A day after Angie Pina was expelled from the U.S. to Mexico under a new rule from President Biden for Venezuelan asylum-seekers, The Post witnessed as she illegally crossed back into America again Saturday.

Pina claims she first stepped foot on US soil on Wednesday morning, before President Biden announced Mexico had agreed to take Venezuelans seeking asylum who had been rejected from the US.

In hopes of discouraging illegal crossings at the border, the Biden Administration announced it will grant 24,000 Venezuelans humanitarian entry if they apply online and arrive via air — rather by crossing the land border as hundreds of thousands have been doing, with El Paso alone recording up to 2,100 migrants in a single day.
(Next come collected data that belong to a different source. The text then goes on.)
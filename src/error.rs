//! Error types for the e-commerce assistant
//!
//! Every variant maps to a plain-language reply via [`Error::user_message`],
//! so the chat surfaces never show raw failures to customers.

use thiserror::Error;

#[derive(Error, Debug)]
pub enum Error {
    #[error("Configuration error: {0}")]
    Config(String),

    #[error("Language model error: {0}")]
    LlmError(String),

    #[error("Embedding error: {0}")]
    EmbeddingError(String),

    #[error("Vector store error: {0}")]
    VectorStoreError(String),

    #[error("FAQ source error: {0}")]
    FaqSourceError(String),

    #[error("No SQL query found in model reply")]
    SynthesisFailure,

    #[error("Refused to execute query: {0}")]
    ForbiddenQuery(String),

    #[error("Database error: {0}")]
    DatabaseError(String),

    #[error("IO error: {0}")]
    IoError(#[from] std::io::Error),

    #[error("Serialization error: {0}")]
    SerializationError(String),

    #[error("Invalid argument: {0}")]
    InvalidArgument(String),
}

pub type Result<T> = std::result::Result<T, Error>;

impl Error {
    /// Stable short label used in logs and metrics.
    pub fn kind(&self) -> &'static str {
        match self {
            Error::Config(_) => "config",
            Error::LlmError(_) => "generation_failure",
            Error::EmbeddingError(_) => "embedding_failure",
            Error::VectorStoreError(_) => "vector_store_failure",
            Error::FaqSourceError(_) => "faq_source_failure",
            Error::SynthesisFailure => "synthesis_failure",
            Error::ForbiddenQuery(_) | Error::DatabaseError(_) => "execution_failure",
            Error::IoError(_) => "io",
            Error::SerializationError(_) => "serialization",
            Error::InvalidArgument(_) => "invalid_argument",
        }
    }

    /// Reply shown to the customer instead of the raw error.
    pub fn user_message(&self) -> &'static str {
        match self {
            Error::SynthesisFailure => {
                "Sorry, I couldn't turn that into a product search. Could you rephrase your question?"
            }
            Error::ForbiddenQuery(_) | Error::DatabaseError(_) => {
                "Sorry, I couldn't look that up in our product catalog right now."
            }
            Error::LlmError(_) => {
                "Sorry, I'm having trouble reaching the assistant service. Please try again in a moment."
            }
            Error::EmbeddingError(_) | Error::VectorStoreError(_) | Error::FaqSourceError(_) => {
                "Sorry, I couldn't search our help articles right now. Please try again later."
            }
            _ => "Sorry, something went wrong while answering your question.",
        }
    }
}

impl From<serde_json::Error> for Error {
    fn from(err: serde_json::Error) -> Self {
        Error::SerializationError(err.to_string())
    }
}

impl From<rusqlite::Error> for Error {
    fn from(err: rusqlite::Error) -> Self {
        Error::DatabaseError(err.to_string())
    }
}

impl From<csv::Error> for Error {
    fn from(err: csv::Error) -> Self {
        Error::FaqSourceError(err.to_string())
    }
}

impl From<reqwest::Error> for Error {
    fn from(err: reqwest::Error) -> Self {
        Error::LlmError(err.to_string())
    }
}

impl From<async_openai::error::OpenAIError> for Error {
    fn from(err: async_openai::error::OpenAIError) -> Self {
        Error::EmbeddingError(err.to_string())
    }
}

impl From<qdrant_client::QdrantError> for Error {
    fn from(err: qdrant_client::QdrantError) -> Self {
        Error::VectorStoreError(err.to_string())
    }
}

impl From<tokio::task::JoinError> for Error {
    fn from(err: tokio::task::JoinError) -> Self {
        Error::DatabaseError(format!("query worker failed: {}", err))
    }
}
Pina was held by Immigration and Customs Enforcement in El Paso for a day and a half before she learned she and dozens of other Venezuelan women in the same holding cell would be sent back to Mexico.

“It was a crisis — we were all yelling and sobbing,” she said.

Asylum-seeking migrants mostly from Venezuela receive food and supplies from volunteers at outside of the Mexican Immigration office after being expelled from the US under title 42.
Go Nakamura for New York Post

“One lady led us all in prayer, but that’s when reality set in. They never told us why we were being sent back but some Venezuelan men who crossed behind us got to stay.”

Friday, Pina was escorted across one of El Paso’s international bridges and released into Mexico, where a new world of uncertainty awaited.

“I’m a lesbian; I have one month trying to get here and I’m afraid,” the 33-year-old said. “I’ve gone through so much to get here. I’m broke. I try to lift my head up, but I feel like I’m losing strength to go on. I feel like I might as well step in front of a car.”

Pina and other expelled Venezuelans stood outside a Mexican immigration center where they receive basic services — like a place to shower and charge their phones. Early Saturday morning, she told The Post she was considering trying to cross the border again.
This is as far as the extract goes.